Short Work of It is a collection of Mark Harris's journalism and essays for magazines as varied as Life and Modern Fiction Studies, with two of his short stores thrown in for good measure. Harris demonstrates in these pieces his breadth as a writer, and his depth, both as an observer of contemporary events and as a man of feeling. He is able to respond with sympathy -- the ability to imagine himself fully and thoughtfully in the place of another person -- to people as diverse as Jacki Robinson, Marilyn Monroe and, perhaps hardest of all for Harris, his father. This is what the best fiction writers are able to do with their characters -- as Harris is able to do with Henry Wiggen -- and when it is done, as it is so rarely done well by journalists, it makes for the best journalism, too.
As a journalist, Mark Harris also has his tough side. There are two hard looks here at Richard Nixon, one writen during the California gubernatorial campaign, one after the resignation ("The danger has always been that he would take the rest of us down with him."). Life magazine sent Harris in 1961 to interview Carl Sandburg and Robert Frost: "I had gone to them," Harris writes in his preface to Short Work of It, "with misconceptions: of Frost as a kindly old rural versifier chewing on a blade of grass; of Sandburg as the tough old revolutionary of city streets; only to discover it was Frost who was the revolutionary, Sandburg still name-dropping at 84, fake, poseur." A sample, then, of what Harris lets us overhear from Sandburg:
"He opened our conversation in a way that somewhat surprised me. 'Have you seen any of my TV shows?' he asked, 'and then I did Wisdom with NBC . . . . You didn't see my Milton Berle Show?' he asked . . . . Nor my lines written to Gene Kelley to dance to?'"
All of these pieces do not come off equally well. Several essays in a section called "How to Live" seem as smug and didactic as that title. The exceptions are two loving prose elegies for his teacher and friend, Alan Swallow, who started and ran single-handedly the Swallow Press.

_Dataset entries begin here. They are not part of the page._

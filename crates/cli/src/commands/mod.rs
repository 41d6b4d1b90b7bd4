//! Command handlers for the storyloom CLI.

pub mod history;
pub mod ingest;
pub mod retrieve;
pub mod stats;
pub mod story;

pub use history::HistoryCommand;
pub use ingest::IngestCommand;
pub use retrieve::RetrieveCommand;
pub use stats::StatsCommand;
pub use story::StoryCommand;

/// Print `value` as pretty JSON on stdout.
pub(crate) fn print_json<T: serde::Serialize>(value: &T) -> storyloom_core::AppResult<()> {
    println!("{}", serde_json::to_string_pretty(value)?);
    Ok(())
}
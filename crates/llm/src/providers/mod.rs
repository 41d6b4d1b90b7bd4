//! Generation provider implementations.

pub mod ollama;
pub mod openai;

pub use ollama::OllamaClient;
pub use openai::OpenAiCompatibleClient;
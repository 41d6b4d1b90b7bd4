//! Query-time retrieval over a [`RetrievalContext`].

use crate::context::RetrievalContext;
use crate::index::FlatIndex;
use crate::types::RetrievedChunk;
use std::borrow::Cow;
use storyloom_core::{AppError, AppResult};

/// Default number of chunks returned per query.
pub const DEFAULT_TOP_K: usize = 5;

impl RetrievalContext {
    /// The `k` chunk texts nearest to `query`, nearest first.
    ///
    /// A known category restricts the search to its chunks; an unknown one
    /// falls back to the whole corpus. Failures are logged and yield an
    /// empty result.
    pub async fn retrieve(&self, query: &str, category: Option<&str>, k: usize) -> Vec<String> {
        self.retrieve_scored(query, category, k)
            .await
            .into_iter()
            .map(|hit| hit.text)
            .collect()
    }

    /// Like [`retrieve`](Self::retrieve), with positions and distances.
    pub async fn retrieve_scored(
        &self,
        query: &str,
        category: Option<&str>,
        k: usize,
    ) -> Vec<RetrievedChunk> {
        match self.try_retrieve(query, category, k).await {
            Ok(hits) => hits,
            Err(AppError::IndexUnavailable(reason)) => {
                tracing::warn!("Retrieval returned nothing: {}", reason);
                Vec::new()
            }
            Err(e) => {
                tracing::error!("Retrieval failed: {}", e);
                Vec::new()
            }
        }
    }

    /// Retrieval with errors surfaced instead of degraded to empty.
    pub async fn try_retrieve(
        &self,
        query: &str,
        category: Option<&str>,
        k: usize,
    ) -> AppResult<Vec<RetrievedChunk>> {
        let index = self.index.as_ref().ok_or_else(|| {
            AppError::IndexUnavailable("the corpus has no indexed chunks".to_string())
        })?;

        // Global positions searched, in index order; `None` means the full index.
        let positions = match category {
            Some(name) => match self.store.category_positions(name) {
                Some(positions) => Some(positions),
                None => {
                    tracing::debug!("Unknown category '{}', searching all chunks", name);
                    None
                }
            },
            None => None,
        };

        if positions.is_some_and(<[usize]>::is_empty) {
            tracing::debug!("Category {:?} has no chunks", category);
            return Ok(Vec::new());
        }

        let query_vector = self.embedder.embed_one(query).await?;

        let searched: Cow<'_, FlatIndex> = match positions {
            Some(positions) => match index.subset(positions)? {
                Some(transient) => Cow::Owned(transient),
                None => return Ok(Vec::new()),
            },
            None => Cow::Borrowed(index),
        };

        let hits = searched.search(&query_vector, k)?;

        let results = hits
            .into_iter()
            .map(|hit| {
                let position = positions.map_or(hit.position, |p| p[hit.position]);
                let text = self
                    .store
                    .chunk(position)
                    .map(|c| c.text().to_string())
                    .ok_or_else(|| {
                        AppError::Index(format!("Index position {} has no chunk", position))
                    })?;
                Ok(RetrievedChunk {
                    position,
                    distance: hit.distance,
                    text,
                })
            })
            .collect::<AppResult<Vec<_>>>()?;

        tracing::debug!(
            category = category.unwrap_or("*"),
            k,
            hits = results.len(),
            "Retrieved chunks"
        );

        Ok(results)
    }
}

"revelations of the Past and Future," the last section of Short Work of It, contains the selections in this volume that I like best, in part because they remind me of the best books of Harris' that I have found. "Touching Idamae Low," a fresh, Updikean short story, made me think of Harris' 1970 novel, The Goy. And there are several autobiographical essays, which put me in mind of Harris' wonderful autobiography, Best Father Ever Invented (1976), a book remarkable in its self-knowledge, its humanity and its wit. One of these essays, "getting Into Guinness," makes the astonishing claim that "I have written in my diary every night since January 1, 1934. As of January 1 of this year  this is approximately 15,695 consecutive entries. I believe I may have the world's record both for length-of-the-period of diary-keeping and for consecutiveness." The Guinness Book of World Records was not, as I am, impressed.